/ Audio

Manipulate audio with a simple and easy high level interface

Manipulate audio with a simple and easy high level interface


Pydub lets you do stuff to audio in a way that isn't stupid.


Open a WAV file

from pydub import AudioSegment

song = AudioSegment.from_wav("never_gonna_give_you_up.wav")

...or a mp3

song = AudioSegment.from_mp3("never_gonna_give_you_up.mp3")

... or an ogg, or flv, or anything else ffmpeg supports

ogg_version = AudioSegment.from_ogg("never_gonna_give_you_up.ogg")
flv_version = AudioSegment.from_flv("never_gonna_give_you_up.flv")

mp4_version = AudioSegment.from_file("never_gonna_give_you_up.mp4", "mp4")
wma_version = AudioSegment.from_file("never_gonna_give_you_up.wma", "wma")
aac_version = AudioSegment.from_file("never_gonna_give_you_up.aiff", "aac")

Slice audio:

# pydub does things in milliseconds
ten_seconds = 10 * 1000

first_10_seconds = song[:ten_seconds]

last_5_seconds = song[-5000:]

Make the beginning louder and the end quieter

# boost volume by 6dB
beginning = first_10_seconds + 6

# reduce volume by 3dB
end = last_5_seconds - 3

Concatenate audio (add one file to the end of another)

without_the_middle = beginning + end

How long is it?

without_the_middle.duration_seconds == 15.0

AudioSegments are immutable

# song is not modified
backwards = song.reverse()

Crossfade (again, beginning and end are not modified)

# 1.5 second crossfade
with_style = beginning.append(end, crossfade=1500)


# repeat the clip twice
do_it_over = with_style * 2

Fade (note that you can chain operations because everything returns
an AudioSegment)

# 2 sec fade in, 3 sec fade out
awesome = do_it_over.fade_in(2000).fade_out(3000)

Save the results (again whatever ffmpeg supports)

awesome.export("mashup.mp3", format="mp3")

Save the results with tags (metadata)

awesome.export("mashup.mp3", format="mp3", tags={'artist': 'Various artists', 'album': 'Best of 2011', 'comments': 'This album is awesome!'})

You can pass an optional bitrate argument to export using any syntax ffmpeg

awesome.export("mashup.mp3", format="mp3", bitrate="192k")

Any further arguments supported by ffmpeg can be passed as a list in a
'parameters' argument, with switch first, argument second.
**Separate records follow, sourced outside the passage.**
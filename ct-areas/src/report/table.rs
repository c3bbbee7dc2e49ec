use super::Metadata;
use crate::consts::columns;
use crate::stats::{LabelStats, MetricSet};
use crate::Result;
use flate2::write::GzEncoder;
use flate2::Compression;
use itertools::Itertools;
use std::borrow::Cow;
use std::fmt;
use std::fs::File;
use std::io::{self, BufWriter, Write};
use std::path::Path;

/// 表格形状.
#[derive(Copy, Clone, Debug, Default, Eq, PartialEq)]
#[cfg_attr(feature = "serde", derive(serde::Serialize))]
pub enum Format {
    /// 每个 (标签, 度量) 一行.
    #[default]
    Long,

    /// 每个标签一行, 度量作为列.
    Wide,
}

/// 字符串表格. 第一行为表头, 所有行等长.
#[derive(Clone, Debug, PartialEq)]
#[cfg_attr(feature = "serde", derive(serde::Serialize))]
pub struct Table {
    header: Vec<String>,
    rows: Vec<Vec<String>>,
}

/// 含分隔符、引号或换行的字段需要加引号, 内部引号写两次.
fn escape(field: &str) -> Cow<'_, str> {
    if field.contains([',', '"', '\n', '\r']) {
        Cow::Owned(format!("\"{}\"", field.replace('"', "\"\"")))
    } else {
        Cow::Borrowed(field)
    }
}

impl Table {
    /// 按 `format` 组装表格.
    pub fn build(format: Format, metadata: &Metadata, stats: &[LabelStats], metrics: MetricSet) -> Self {
        match format {
            Format::Long => Self::long(metadata, stats, metrics),
            Format::Wide => Self::wide(metadata, stats, metrics),
        }
    }

    /// 长表: 元信息列, `label`, `measure`, `metric`, `value`.
    pub fn long(metadata: &Metadata, stats: &[LabelStats], metrics: MetricSet) -> Self {
        let header = metadata
            .columns()
            .into_iter()
            .chain([columns::LABEL, columns::MEASURE, columns::METRIC, columns::VALUE])
            .map(str::to_owned)
            .collect();

        let prefix = metadata.values();
        let rows = stats
            .iter()
            .flat_map(|s| {
                let prefix = &prefix;
                metrics.metrics().iter().map(move |&m| {
                    let mut row = prefix.clone();
                    row.extend([
                        s.label.to_string(),
                        m.measure().name().to_owned(),
                        m.name().to_owned(),
                        s.value(m).to_string(),
                    ]);
                    row
                })
            })
            .collect();

        Self { header, rows }
    }

    /// 宽表: 元信息列, `label`, 以及每个度量一列.
    pub fn wide(metadata: &Metadata, stats: &[LabelStats], metrics: MetricSet) -> Self {
        let header = metadata
            .columns()
            .into_iter()
            .chain([columns::LABEL])
            .chain(metrics.metrics().iter().map(|m| m.name()))
            .map(str::to_owned)
            .collect();

        let prefix = metadata.values();
        let rows = stats
            .iter()
            .map(|s| {
                let mut row = prefix.clone();
                row.push(s.label.to_string());
                row.extend(metrics.metrics().iter().map(|&m| s.value(m).to_string()));
                row
            })
            .collect();

        Self { header, rows }
    }

    /// 表头.
    #[inline]
    pub fn header(&self) -> &[String] {
        &self.header
    }

    /// 数据行 (不含表头).
    #[inline]
    pub fn rows(&self) -> &[Vec<String>] {
        &self.rows
    }

    /// 数据行数.
    #[inline]
    pub fn len(&self) -> usize {
        self.rows.len()
    }

    /// 是否没有数据行.
    #[inline]
    pub fn is_empty(&self) -> bool {
        self.rows.is_empty()
    }

    /// 以 CSV 格式写入 `w`. 行尾为 `\n`.
    pub fn write_csv<W: Write>(&self, mut w: W) -> io::Result<()> {
        for line in std::iter::once(&self.header).chain(self.rows.iter()) {
            writeln!(w, "{}", line.iter().map(|f| escape(f)).join(","))?;
        }
        Ok(())
    }

    /// 将 CSV 保存到 `path`. 路径以 `.gz` 结尾时写出 gzip 压缩文件.
    ///
    /// gzip 头部不含时间戳, 相同的表格总是得到相同的字节.
    pub fn save<P: AsRef<Path>>(&self, path: P) -> Result<()> {
        let path = path.as_ref();
        let file = BufWriter::new(File::create(path)?);
        if path.extension().is_some_and(|e| e == "gz") {
            let mut encoder = GzEncoder::new(file, Compression::default());
            self.write_csv(&mut encoder)?;
            encoder.finish()?.flush()?;
        } else {
            let mut file = file;
            self.write_csv(&mut file)?;
            file.flush()?;
        }
        log::debug!("Wrote {} rows to {}", self.len(), path.display());
        Ok(())
    }
}

/// 对齐的纯文本表格, 用于终端展示.
impl fmt::Display for Table {
    fn fmt(&self, f: &mut fmt::Formatter<'_>) -> fmt::Result {
        let widths: Vec<usize> = (0..self.header.len())
            .map(|c| {
                std::iter::once(&self.header)
                    .chain(self.rows.iter())
                    .map(|r| r[c].chars().count())
                    .max()
                    .unwrap_or(0)
            })
            .collect();

        for (i, line) in std::iter::once(&self.header).chain(self.rows.iter()).enumerate() {
            if i > 0 {
                writeln!(f)?;
            }
            let cells = line
                .iter()
                .zip(widths.iter())
                .map(|(cell, w)| format!("{cell:>w$}", w = *w))
                .join("  ");
            write!(f, "{cells}")?;
        }
        Ok(())
    }
}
Note that no
validation takes place on these parameters, and you may be limited by what
your particular build of ffmpeg/avlib supports.
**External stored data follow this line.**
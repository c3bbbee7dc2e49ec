//! 涵盖了本 crate 一系列常用的功能.

pub use crate::{Idx2d, Idx3d, LabelId};

pub use crate::{Error, Result};
pub use crate::{Geometry, IntensityVolume, LabelVolume, Slice2d, SliceAxis, Volume};

pub use crate::stats::{aggregate, locate_slice, LabelStats, Metric, MetricSet, SliceLocation};

pub use crate::report::{Format, Metadata, SeriesInfo, Table};

pub use crate::{JobOutput, SliceStatsJob};
//! 在参考标签质心所在的切片上统计各标签的面积、体积与强度, 写出 CSV.

use anyhow::{Context, Result};
use clap::{Parser, ValueEnum};
use ct_areas::consts::DEFAULT_SLICE_AXIS;
use ct_areas::prelude::*;
use log::LevelFilter;
use simple_logger::SimpleLogger;
use std::path::PathBuf;
use std::process::ExitCode;

#[derive(Copy, Clone, Debug, ValueEnum)]
enum FormatArg {
    /// One row per (label, metric)
    Long,
    /// One row per label
    Wide,
}

impl From<FormatArg> for Format {
    fn from(value: FormatArg) -> Self {
        match value {
            FormatArg::Long => Format::Long,
            FormatArg::Wide => Format::Wide,
        }
    }
}

#[derive(Parser, Debug)]
#[command(name = "areas-at-label")]
#[command(about = "Per-label area, volume and intensity statistics on the slice through a label centroid")]
struct Cli {
    /// Intensity image
    #[arg(short, long)]
    input: PathBuf,

    /// Segmentation to measure (defaults to the reference image)
    #[arg(short, long)]
    segmentation: Option<PathBuf>,

    /// Reference label image used to locate the slice
    #[arg(short, long)]
    reference: PathBuf,

    /// Labels to measure, in output order
    #[arg(short, long, required = true, num_args = 1.., action = clap::ArgAction::Append)]
    labels: Vec<LabelId>,

    /// Reference label whose centroid selects the slice
    #[arg(short, long)]
    centroid: LabelId,

    /// Output CSV file (".gz" suffix writes gzip)
    #[arg(short, long)]
    output: PathBuf,

    /// Axis along which the slice is taken (0 = x, 1 = y, 2 = z)
    #[arg(short, long, default_value_t = DEFAULT_SLICE_AXIS as u8, value_parser = clap::value_parser!(u8).range(0..=2))]
    dimension: u8,

    /// One free-form string, or "subject session"
    #[arg(short, long, required = true, num_args = 1..=2)]
    metadata: Vec<String>,

    /// Table layout
    #[arg(short, long, value_enum, default_value_t = FormatArg::Long)]
    format: FormatArg,

    /// Only report shape metrics; the intensity image is not read
    #[arg(long)]
    shape_only: bool,

    /// Log progress and print the table
    #[arg(short, long)]
    verbose: bool,
}

fn main() -> Result<ExitCode> {
    let cli = Cli::parse();

    let level = if cli.verbose {
        LevelFilter::Info
    } else {
        LevelFilter::Warn
    };
    SimpleLogger::new().with_level(level).env().init()?;

    let job = SliceStatsJob {
        axis: SliceAxis::try_from(cli.dimension as usize)?,
        metadata: cli.metadata,
        input: cli.input,
        segmentation: cli.segmentation,
        reference: cli.reference,
        labels: cli.labels,
        centroid: cli.centroid,
        format: cli.format.into(),
        metrics: if cli.shape_only {
            MetricSet::Shape
        } else {
            MetricSet::ShapeAndIntensity
        },
    };

    let output = match job.run() {
        Ok(output) => output,
        Err(e @ Error::CentroidLabelNotFound(_)) => {
            println!("{e}");
            return Ok(ExitCode::from(1));
        }
        Err(e) => return Err(e.into()),
    };

    if cli.verbose {
        println!("{}", output.table);
    }

    output
        .table
        .save(&cli.output)
        .with_context(|| format!("failed to write {}", cli.output.display()))?;
    log::info!("Wrote {}", cli.output.display());

    Ok(ExitCode::SUCCESS)
}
# Use preset mp3 quality 0 (equivalent to lame V0)
awesome.export("mashup.mp3", format="mp3", parameters=["-q:a", "0"])

# Mix down to two channels and set hard output volume
awesome.export("mashup.mp3", format="mp3", parameters=["-ac", "2", "-vol", "150"])


Most issues people run into are related to converting between formats using
ffmpeg/avlib. Pydub provides a logger that outputs the subprocess calls to
help you track down issues:

>>> import logging

>>> l = logging.getLogger("pydub.converter")
>>> l.setLevel(logging.DEBUG)
>>> l.addHandler(logging.StreamHandler())

>>> AudioSegment.from_file("./test/data/test1.mp3")
subprocess.call(['ffmpeg', '-y', '-i', '/var/folders/71/42k8g72x4pq09tfp920d033r0000gn/T/tmpeZTgMy', '-vn', '-f', 'wav', '/var/folders/71/42k8g72x4pq09tfp920d033r0000gn/T/tmpK5aLcZ'])
<pydub.audio_segment.AudioSegment object at 0x101b43e10>

Don't worry about the temporary files used in the conversion. They're cleaned up

Bugs & Questions

You can file bugs in our github issues tracker,
and ask any technical questions on
Stack Overflow using the pydub tag.
We keep an eye on both.


Installing pydub is easy, but don't forget to install ffmpeg/avlib (the next section in this doc)

pip install pydub

Or install the latest dev version from github (or replace @master with a release version like @v0.12.0)…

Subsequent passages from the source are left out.